How a BMS Balances the Pack
If your charger shows a green light (indicating that its full), our theoretical 13S pack will read 54.6V when its hooked up, but if…as soon as you unplug it from the charger, the battery pack plug reads 53.0V on a voltage meter? This means that one or more of your sub-packs is not taking and holding the full charge.
The way that a BMS works is that it allows a simple bulk charge to pass through it to the battery until it reaches the programmed “full” charge. Then it stops the charge and takes a moment to sense what each of the sub-packs’ voltage is at. Most sub-packs will be at 4.20V, but one cell might be at 4.15V
Most BMS’s then drain the other sub-packs to the voltage of the lowest pack (in this example, 4.15V). and then the BMS allows the bulk charger to send another full charge to all the cells. This drain and charge happens several times until the BMS senses that all the sub-packs are all close enough in voltage to be considered “balanced”.
Due to the varied cells’ resistances, when the LVC cuts power at the end of a ride cycle, each of the sub-packs will be at a slightly different voltage (which is natural), but…as long as they are not too far away from each other, the BMS can then manage getting them to a balanced charge state without it taking so many drain/charge cycles that…it seems like it takes forever for the pack to finish charging.

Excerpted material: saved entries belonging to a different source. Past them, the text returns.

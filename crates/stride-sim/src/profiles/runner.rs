//! Runner profile.

use geo::Point;
use rand::Rng;
use rand_distr::{Distribution, Normal};
use stride::models::RunSample;
use time::{Duration, OffsetDateTime};

use super::SampleNoise;

const METERS_PER_DEGREE_LAT: f64 = 111_320.0;

/// Speed and cadence of a synthetic runner.
///
/// The default is a recreational runner at ~5:00/km (3.33 m/s) and
/// ~165 steps per minute.
#[derive(Debug, Clone)]
pub struct RunnerProfile {
    /// Base speed in m/s.
    base_speed: f64,
    /// Steps per minute, the tempo music is matched to.
    cadence: f64,
    /// Day-to-day variance (coefficient of variation).
    variance: f64,
}

impl Default for RunnerProfile {
    fn default() -> Self {
        Self {
            base_speed: 1000.0 / 300.0, // 5:00/km
            cadence: 165.0,
            variance: 0.05,
        }
    }
}

impl RunnerProfile {
    /// Creates a runner with the given pace in minutes per kilometer.
    pub fn with_pace(pace_min_per_km: f64) -> Self {
        Self {
            base_speed: 1000.0 / (pace_min_per_km * 60.0),
            ..Default::default()
        }
    }

    pub fn with_cadence(mut self, steps_per_minute: f64) -> Self {
        self.cadence = steps_per_minute;
        self
    }

    /// Creates a steady runner with no day-to-day variance.
    pub fn steady(pace_min_per_km: f64) -> Self {
        Self {
            variance: 0.0,
            ..Self::with_pace(pace_min_per_km)
        }
    }

    /// Creates an elite runner profile (~3:30/km, 180 spm).
    pub fn elite() -> Self {
        Self::with_pace(3.5).with_cadence(180.0)
    }

    /// Creates a recreational runner profile (~6:30/km, 155 spm).
    pub fn recreational() -> Self {
        Self::with_pace(6.5).with_cadence(155.0)
    }

    pub fn base_speed_mps(&self) -> f64 {
        self.base_speed
    }

    pub fn cadence_spm(&self) -> f64 {
        self.cadence
    }

    /// Samples today's performance factor around 1.0.
    fn sample_variance(&self, rng: &mut impl Rng) -> f64 {
        match Normal::new(1.0, self.variance) {
            Ok(normal) if self.variance > 0.0 => normal.sample(rng).clamp(0.8, 1.2),
            _ => 1.0,
        }
    }

    /// Generates the sample stream for a run of `duration_s` seconds heading
    /// north from `origin`.
    pub fn generate_samples(
        &self,
        start: OffsetDateTime,
        origin: Point,
        duration_s: f64,
        noise: &SampleNoise,
        rng: &mut impl Rng,
    ) -> Vec<RunSample> {
        let speed = self.base_speed * self.sample_variance(rng);
        let interval = Normal::new(1.0, noise.interval_jitter_s.max(0.0)).ok();
        let jitter = Normal::new(0.0, noise.gps_jitter_m.max(0.0)).ok();

        let mut samples: Vec<RunSample> = Vec::new();
        let mut t = 0.0;
        let mut d = 0.0;
        while t < duration_s {
            let dt = interval
                .map_or(1.0, |n| n.sample(rng))
                .clamp(0.2, 3.0);
            t += dt;
            d += speed * dt;

            let (north, east) = match jitter {
                Some(n) if noise.gps_jitter_m > 0.0 => (d + n.sample(rng), n.sample(rng)),
                _ => (d, 0.0),
            };
            let lat = origin.y() + north / METERS_PER_DEGREE_LAT;
            let lon = origin.x()
                + east / (METERS_PER_DEGREE_LAT * origin.y().to_radians().cos());

            let sample = RunSample::new(start + Duration::seconds_f64(t), d)
                .with_coordinate(Point::new(lon, lat));
            samples.push(sample);

            if rng.gen_bool(noise.duplicate_probability.clamp(0.0, 1.0)) {
                samples.push(sample);
            }
            if samples.len() >= 2 && rng.gen_bool(noise.out_of_order_probability.clamp(0.0, 1.0)) {
                let n = samples.len();
                samples.swap(n - 1, n - 2);
            }
        }
        samples
    }
}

Out of all the different ways that a piece of electronics could fail, the sub-pack “drain” function (as part of the drain/charge cycles at the top of the charge for balancing) can fail, and completely drain that sub pack down to zero. If you have a 13S / 48V pack, and the packs highest voltage is 4.2V less (50.4V instead of 54.6V), you have a dead sub-pack that will no longer take any charge. If a BMS uses the “drain the high cells” method to get the pack balanced, that is called a “resistor bleed”.